Pour lire la tribune dont il est question : https://academic.oup.com/bioscience/article/70/1/8/5610806


10-L’engagement politique des jeunes est-il majeur selon toi ou inutile pour faire avancer notre société ?


  • C’est la base ; le problème, c’est qu’une fois qu’on est imbriqué dans le monde du travail, c’est plus dur de se reconvertir et de changer de métier. Quand on est jeune, on n’est pas encore immergé dans l’idéologie du travail ; il y a des idéologies partout, même simplement quand on pense, et il ne faut pas en avoir peur, mais on sera plongé dans une idéologie où il faut tout faire pour faire fonctionner l’économie, alors que là on a une réflexion de fond, on se demande à quoi ça sert de la faire marcher si elle ne va pas bien vieillir, et je pense qu’on doit vraiment préserver ça ; qu’on a le rôle majeur pour redéfinir la société.

Photo de Loïc Venance / AFP


11-Comment concilier scolarité et engagement ?


  • C’est super conciliable ! En soi, lors de ta scolarité, tu apprends des choses, et tu ne sais même pas à quoi cela va te servir, à part pour ta note. Et si tu t’engages politiquement, tu vas comprendre pourquoi tu t’engages, tu vas apprendre à communiquer avec les gens, et ça va forcément te servir plus tard. Tu développes tes capacités relationnelles, tu rencontres de nouvelles personnes ; et je pense que m’engager politiquement, c’est la meilleure chose que j’aie faite de ma vie, sinon, je me sentirais inutile. J’ai besoin de me sentir utile même si c’est un peu égoïste de dire ça. J’ai vécu des moments très forts que je n’aurais pas vécu si je n’étais pas engagé ; je suis allé à Paris et à Bruxelles plusieurs fois, etc.

Je pense que ça peut nous apporter beaucoup de choses. Si tu veux faire du marketing et que tu dis que tu as été engagé pour le climat, ça peut même être utile pour faire du greenwashing ; mais de toutes façons, peu importe ce que tu fais plus tard, je suis sûr que cela te sera utile et que tu apprendras peut-être même plus dans ton engagement qu’à l’école.

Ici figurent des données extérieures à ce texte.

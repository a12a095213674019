//! Heat-map aggregation of incident reports.
//!
//! Reports are grouped into buckets keyed by their coordinates rounded to a
//! fixed number of decimal digits. Each bucket's weight is the number of
//! reports that fell into it, which drives the rendered intensity.
//!
//! Buckets are recomputed from scratch whenever the report set changes; there
//! is no incremental update.

use std::collections::HashMap;

use serde::{Deserialize, Serialize};

use crate::report::{Coordinates, Located};

/// Decimal digits used when no precision is configured.
pub const DEFAULT_PRECISION: u32 = 4;

/// Largest supported precision. Larger requests are clamped to this.
pub const MAX_PRECISION: u32 = 10;

/// `10^n` for every supported precision, exact in `f64`.
const SCALES: [f64; MAX_PRECISION as usize + 1] = [
    1.0,
    10.0,
    100.0,
    1_000.0,
    10_000.0,
    100_000.0,
    1_000_000.0,
    10_000_000.0,
    100_000_000.0,
    1_000_000_000.0,
    10_000_000_000.0,
];

/// An aggregation cell of the heat map.
#[derive(Debug, Clone, Copy, PartialEq, Serialize, Deserialize)]
pub struct HeatBucket {
    /// Rounded latitude of the cell.
    pub latitude: f64,
    /// Rounded longitude of the cell.
    pub longitude: f64,
    /// Number of reports that rounded to this cell.
    pub weight: u32,
}

impl HeatBucket {
    /// The cell position as a coordinate pair.
    #[must_use]
    pub fn coordinates(&self) -> Coordinates {
        Coordinates::new(self.latitude, self.longitude)
    }
}

fn scale(precision: u32) -> f64 {
    SCALES[precision.min(MAX_PRECISION) as usize]
}

/// Scaled integer form of `value` at `precision`, used as the bucket key.
///
/// Callers guarantee `|value| <= 180`, so the scaled value fits in `i64`.
#[allow(clippy::cast_possible_truncation)]
fn scaled_key(value: f64, precision: u32) -> i64 {
    (value * scale(precision)).round() as i64
}

#[allow(clippy::cast_precision_loss)]
fn unscale(key: i64, precision: u32) -> f64 {
    key as f64 / scale(precision)
}

/// Round `value` to `precision` decimal digits.
///
/// Ties are broken away from zero, applied to the binary value of
/// `value * 10^precision` (so `0.00005` at precision 4 rounds according to
/// its nearest `f64`, not its decimal spelling). Rounding an already rounded
/// value returns it unchanged. Precision above [`MAX_PRECISION`] is clamped.
#[must_use]
pub fn round_to_precision(value: f64, precision: u32) -> f64 {
    if !value.is_finite() {
        return value;
    }
    let scale = scale(precision);
    let rounded = (value * scale).round() / scale;
    // Collapse -0.0 so it prints and compares like 0.0.
    rounded + 0.0
}

/// Group located items into heat buckets.
///
/// Items without a position, or whose position is not a valid coordinate
/// pair, are skipped. Two items share a bucket exactly when both rounded
/// components are equal. The result holds one bucket per distinct key; its
/// order carries no meaning (it happens to be first-seen order).
#[must_use]
pub fn bucket_reports<'a, T, I>(items: I, precision: u32) -> Vec<HeatBucket>
where
    T: Located + 'a,
    I: IntoIterator<Item = &'a T>,
{
    let precision = precision.min(MAX_PRECISION);
    let mut index: HashMap<(i64, i64), usize> = HashMap::new();
    let mut buckets: Vec<HeatBucket> = Vec::new();

    for coords in items.into_iter().filter_map(|item| item.coordinates()) {
        if !coords.is_valid() {
            continue;
        }
        let key = (
            scaled_key(coords.latitude, precision),
            scaled_key(coords.longitude, precision),
        );
        let slot = *index.entry(key).or_insert_with(|| {
            buckets.push(HeatBucket {
                latitude: unscale(key.0, precision) + 0.0,
                longitude: unscale(key.1, precision) + 0.0,
                weight: 0,
            });
            buckets.len() - 1
        });
        buckets[slot].weight += 1;
    }

    buckets
}

/// Largest weight among `buckets`, or 0 when empty.
#[must_use]
pub fn max_weight(buckets: &[HeatBucket]) -> u32 {
    buckets.iter().map(|b| b.weight).max().unwrap_or(0)
}

/// A color stop of the heat gradient.
#[derive(Debug, Clone, Copy, PartialEq, Serialize)]
pub struct GradientStop {
    /// Intensity (0..=1) from which this color applies.
    pub start: f64,
    /// Hex color.
    pub color: &'static str,
}

/// Blue to red ramp used by the map.
pub const DEFAULT_GRADIENT: [GradientStop; 5] = [
    GradientStop {
        start: 0.01,
        color: "#0000ff",
    },
    GradientStop {
        start: 0.25,
        color: "#00ffff",
    },
    GradientStop {
        start: 0.5,
        color: "#00ff00",
    },
    GradientStop {
        start: 0.75,
        color: "#ffff00",
    },
    GradientStop {
        start: 1.0,
        color: "#ff0000",
    },
];

/// Rendering parameters handed to a map surface along with the buckets.
#[derive(Debug, Clone, PartialEq, Serialize)]
pub struct HeatmapStyle {
    /// Blur radius in pixels.
    pub radius: u32,
    /// Layer opacity (0..=1).
    pub opacity: f64,
    /// Color stops, ascending by `start`.
    pub gradient: Vec<GradientStop>,
}

impl Default for HeatmapStyle {
    fn default() -> Self {
        Self {
            radius: 20,
            opacity: 0.7,
            gradient: DEFAULT_GRADIENT.to_vec(),
        }
    }
}

impl HeatmapStyle {
    /// Relative intensity of a bucket against the heaviest one.
    #[must_use]
    pub fn intensity(bucket: &HeatBucket, max_weight: u32) -> f64 {
        if max_weight == 0 {
            0.0
        } else {
            f64::from(bucket.weight) / f64::from(max_weight)
        }
    }

    /// Color for an intensity: the last stop whose start it reaches.
    ///
    /// Intensities below the first stop are transparent and yield `None`.
    #[must_use]
    pub fn color_for(&self, intensity: f64) -> Option<&'static str> {
        self.gradient
            .iter()
            .take_while(|stop| intensity >= stop.start)
            .last()
            .map(|stop| stop.color)
    }
}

C’est dur de concilier les cours et l’engagement tout de même ; ça peut demander beaucoup de travail. Si par exemple tu prépares un visuel pour les réseaux sociaux, tu peux y passer facilement plusieurs heures, et il y a donc des choix à faire.


12-On dit souvent que notre génération est fainéante… qu’en penses-tu ?


  • Je suis quasiment sûr que ceux qui disent ça étaient aussi fainéants que nous ; en soi, on a juste d’autres intérêts. Pour moi, être fainéant, c’est de ne pas toujours consacrer son temps au travail, et quand on nous accuse d’être fainéants, on nous accuse de prendre plus de temps pour nous. Et pour moi, ça n’a aucun sens, et ça montre encore cette idée d’économie et de productivisme à défaut de notre bien-être.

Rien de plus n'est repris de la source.